Впрочем же, будет, когда наконец сверх поля тленного твари (железо ли она, или золото, или алмаз) покажется обвитая железом по ребрам своим пресильная истина, во время оно благоразумный не умолкнет и скажет: «Всплывет железо» (Книга царств).

Как солнечный блеск по верху вод, а воды сверх голу­бого озера и как пестрые цветы, высыпанные по шелковому полю в хитротканных узорах, так по лицу в Библии сплетенного множества тварей бесчисленных, как манна и снег, в свое время являет прекрасное свое вечности око истина. И о сих-то ткателях и книгосплетцах, каков был Веселеил и прочие, гремит вопрос божий к Иову: «Кто дал женам ткания мудрость или испещрения хитрость?» (гл. 38).

Здесь авторы нарицаются женами, соткавшими библейные свитки разных полотен. В Илии тоже нам нужды нет. Но сия тень нечтось ведет лучше себя. Да там и написано так: «Разумеешь ли, как Илия поднялся?..»

Будто за ухо схватив, догадываться велит, что в сих враках, как в шелухе, закрылось семя истины. А сие и мальчик разумеет: «Взят был Илия вихрем...» Что ж есть сие? Ответ: се есть слово божие — не человеческое и не о человеке. Илия есть тень того: «Ходящий на крыле ветряном». А колесница и конница чья? Израилева? Никак! Колесница божия, а конница его ж. Иаков же, так как и Илия, есть слабая тень того: «Поднял вас, как на крыльях орлих, и привел вас к себе».

Сей на всех их, как на апостолах и на своих ангелах, ездит, и не Симеон его, но вечный Симеона и всех их, как ветошь свою, носит.

Являясь, истина по лицу фигур своих, будто ездит по ним. А они, возвышаясь в тонкий божества разум,

11

будто берутся из земли и, достигнув к своему началу с Иор­даном, потом отпадают, как после плодов листья, в преж­нее тлени своей место с Давидом: «Ослабь меня, да почию прежде даже...»

И сие-то есть: «Преобразит тело смирения нашего». Истина, возвышая Илию, преобразует и всех их. В сию гавань желает душа Давидова, и в сем безопасном месте намерен, как олень, отложить рога свои. «Кто даст мне крылья?..»
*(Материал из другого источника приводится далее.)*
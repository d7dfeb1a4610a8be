//! History Manager for Bonzi Browser.
//!
//! An append-only log of visited URLs. Repeat visits are recorded again.

/// Trait defining browsing history operations.
pub trait HistoryManagerTrait {
    fn record_visit(&mut self, url: &str);
    fn list_history(&self) -> &[String];
    fn last_visit(&self) -> Option<&str>;
    fn history_count(&self) -> usize;
}

/// In-memory history log, oldest entry first.
#[derive(Debug, Clone, Default)]
pub struct HistoryManager {
    entries: Vec<String>,
}

impl HistoryManager {
    pub fn new() -> Self {
        Self::default()
    }

    pub fn from_entries(entries: Vec<String>) -> Self {
        Self { entries }
    }
}

impl HistoryManagerTrait for HistoryManager {
    fn record_visit(&mut self, url: &str) {
        self.entries.push(url.to_string());
    }

    fn list_history(&self) -> &[String] {
        &self.entries
    }

    fn last_visit(&self) -> Option<&str> {
        self.entries.last().map(String::as_str)
    }

    fn history_count(&self) -> usize {
        self.entries.len()
    }
}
Достиг же к точке, опять в ничтожность свою возвра­щается. «Прежде даже не отойду и к тому не буду».

Презирающий сокровенную во лжи библейной истину подался к стороне безбожников, а гоняющий ветры и насы­щающийся ложью есть суевер, ползущий и грязь со змием едящий. Тот нагл и недогадлив, а сей глуп и гнусен. Благороднее есть презреть, нежели около опреснока жевать тряпицу. Если кто отворил начальную дверь сию: «Вна­чале сотворил бог небо и землю».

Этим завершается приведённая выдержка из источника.